Moonlit Story telling
I read somewhere that a Mum made walking on a full moon into a family routine. What a great idea. You can see a lot on a moonlit night, you don't even need torches, it is a surreal experience as it is most definitely night time but you are able to see everything so easily. Again the colours are completely different and moon shadows are fascinating. What a great time for telling stories about moonlit smugglers, witches and beasts.
We have in fact run our wild theatre group in the woods in the dark. This inspired the material that we worked on. This Autumn we had The Great Pumkinapple which was an event where the performers created and told stories to their audience around a big campfire with warm seasonal food and drink. It was a fantastic event and great addition to all of those darkness festivities.
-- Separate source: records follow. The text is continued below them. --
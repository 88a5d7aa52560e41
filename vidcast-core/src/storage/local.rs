use std::path::{Component, Path, PathBuf};

use tokio::fs;
use tracing::debug;
use url::Url;

use super::{
    http_get, join_url, object_key, ObjectKind, Storage, StorageError, StorageResult,
};

/// Filesystem fallback: objects live under `root` and are served from
/// `public_base_url` by whatever fronts that directory.
#[derive(Debug, Clone)]
pub struct LocalStorage {
    root: PathBuf,
    public_base_url: String,
    http_client: reqwest::Client,
}

impl LocalStorage {
    pub fn new(root: impl Into<PathBuf>, public_base_url: impl Into<String>) -> Self {
        Self {
            root: root.into(),
            public_base_url: public_base_url.into(),
            http_client: reqwest::Client::new(),
        }
    }

    pub fn root(&self) -> &Path {
        &self.root
    }

    /// Maps a URL this storage handed out back to its file, if it is one.
    pub fn local_path_for(&self, url: &str) -> Option<PathBuf> {
        let base = self.public_base_url.trim_end_matches('/');
        let key = url.strip_prefix(base)?.strip_prefix('/')?;
        let relative = Path::new(key);
        let safe = relative
            .components()
            .all(|component| matches!(component, Component::Normal(_)));
        if !safe || key.is_empty() {
            return None;
        }
        Some(self.root.join(relative))
    }

    async fn store(&self, kind: ObjectKind, bytes: Vec<u8>) -> StorageResult<String> {
        let key = object_key(kind, &bytes);
        let path = self.root.join(&key);
        if let Some(parent) = path.parent() {
            fs::create_dir_all(parent)
                .await
                .map_err(|source| StorageError::Io {
                    source,
                    path: parent.to_path_buf(),
                })?;
        }
        if fs::metadata(&path).await.is_err() {
            let staging = path.with_extension("part");
            fs::write(&staging, &bytes)
                .await
                .map_err(|source| StorageError::Io {
                    source,
                    path: staging.clone(),
                })?;
            fs::rename(&staging, &path)
                .await
                .map_err(|source| StorageError::Io {
                    source,
                    path: path.clone(),
                })?;
            debug!(target: "storage", key = %key, size = bytes.len(), "stored object");
        }
        Ok(join_url(&self.public_base_url, &key))
    }

    async fn read_file(&self, path: &Path) -> StorageResult<Vec<u8>> {
        match fs::read(path).await {
            Ok(bytes) => Ok(bytes),
            Err(err) if err.kind() == std::io::ErrorKind::NotFound => {
                Err(StorageError::NotFound(path.display().to_string()))
            }
            Err(source) => Err(StorageError::Io {
                source,
                path: path.to_path_buf(),
            }),
        }
    }
}

#[async_trait::async_trait]
impl Storage for LocalStorage {
    async fn upload_video(&self, bytes: Vec<u8>) -> StorageResult<String> {
        self.store(ObjectKind::Video, bytes).await
    }

    async fn upload_thumbnail(&self, bytes: Vec<u8>) -> StorageResult<String> {
        self.store(ObjectKind::Thumbnail, bytes).await
    }

    async fn download(&self, url: &str) -> StorageResult<Vec<u8>> {
        if let Some(path) = self.local_path_for(url) {
            return self.read_file(&path).await;
        }
        match Url::parse(url) {
            Ok(parsed) => match parsed.scheme() {
                "file" => {
                    let path = parsed
                        .to_file_path()
                        .map_err(|_| StorageError::Unsupported(url.to_string()))?;
                    self.read_file(&path).await
                }
                "http" | "https" => http_get(&self.http_client, url).await,
                _ => Err(StorageError::Unsupported(url.to_string())),
            },
            Err(url::ParseError::RelativeUrlWithoutBase) => self.read_file(Path::new(url)).await,
            Err(_) => Err(StorageError::Unsupported(url.to_string())),
        }
    }
}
I think I will make it an annual event, we loved it so much.
Big kids in the dark
A Secondary school camp that I worked on for a few years in a row used to choreograph some very complex midnight activities every year, involving hidden glow sticks trails, flour bombs, coloured smoke flares and the music from top gun on a loud speaker! The point being that they knew that the students wouldn't go to sleep anyway so keeping them up at least until midnight for really challenging activity, that only works as well in the dead of night, is not only practical but super exciting. Every year this midnight event was the subject of much speculation and anticipation, proving you are never too cool to play in the dark!
I am also an artist and by accident most of my images seem to depict twilight hours. I don't set out to do this consciously but somehow, the colours I favour always look as though I have caught that moment just before real darkness falls. For me I think that cross over time is full of change and possibilities. The narratives for twilight, dusk and dawn are fascinating. You can also use this in your writing or for literacy projects if you work with kids. Take them out and get them to describe the colours, the sounds and what they feel, it will be like nothing else they have experienced and the material will be great.
Fun and Games
If you need some inspiration just think of how you can adjust your usual games to become more fun at night, some games really lend themselves to the dark. Here are some of our favourite games to play:
1. Head torch hide and seek. Go hide with your torches on and then turn them off. Each person can turn their torch on when they are found.
2. Park in the Dark. One of our sites is next to a park so we may at the end of some sessions play "park in the dark" This is actually just playing in the park with our head torches but they love it! The challenges are more exciting and it makes them explore different kinds of imaginative play.
3. Night Fetch. You can buy a ball that glows up when it bounces. We use some of these to play fetch in the dark. The ball is thrown into the night and then it is chased and retrieved when it lands and lights up.
4. Spotlight. Use a pretty strong beamed torch and shine it into spaces in the dark, the group must try to be the first in the beam or spotlight. This has been a useful game when it has got dark on camps but no-one is tired enough for bed yet.
5. Howl and seek. One person hides in the dark and then switches off their head torch. The rest of the group hunt for the hider by following the howls that they make. Seeking using sound only. If the group grow to be great at this game adjust the howl to a quieter animal noise to make it more challenging.
Don't just take my word for it, get out for a moonlit walk, for some darkness play, tell stories and share food around a fire. Make the most of what we have, make fire and food in the dark and share a game of hide and howl!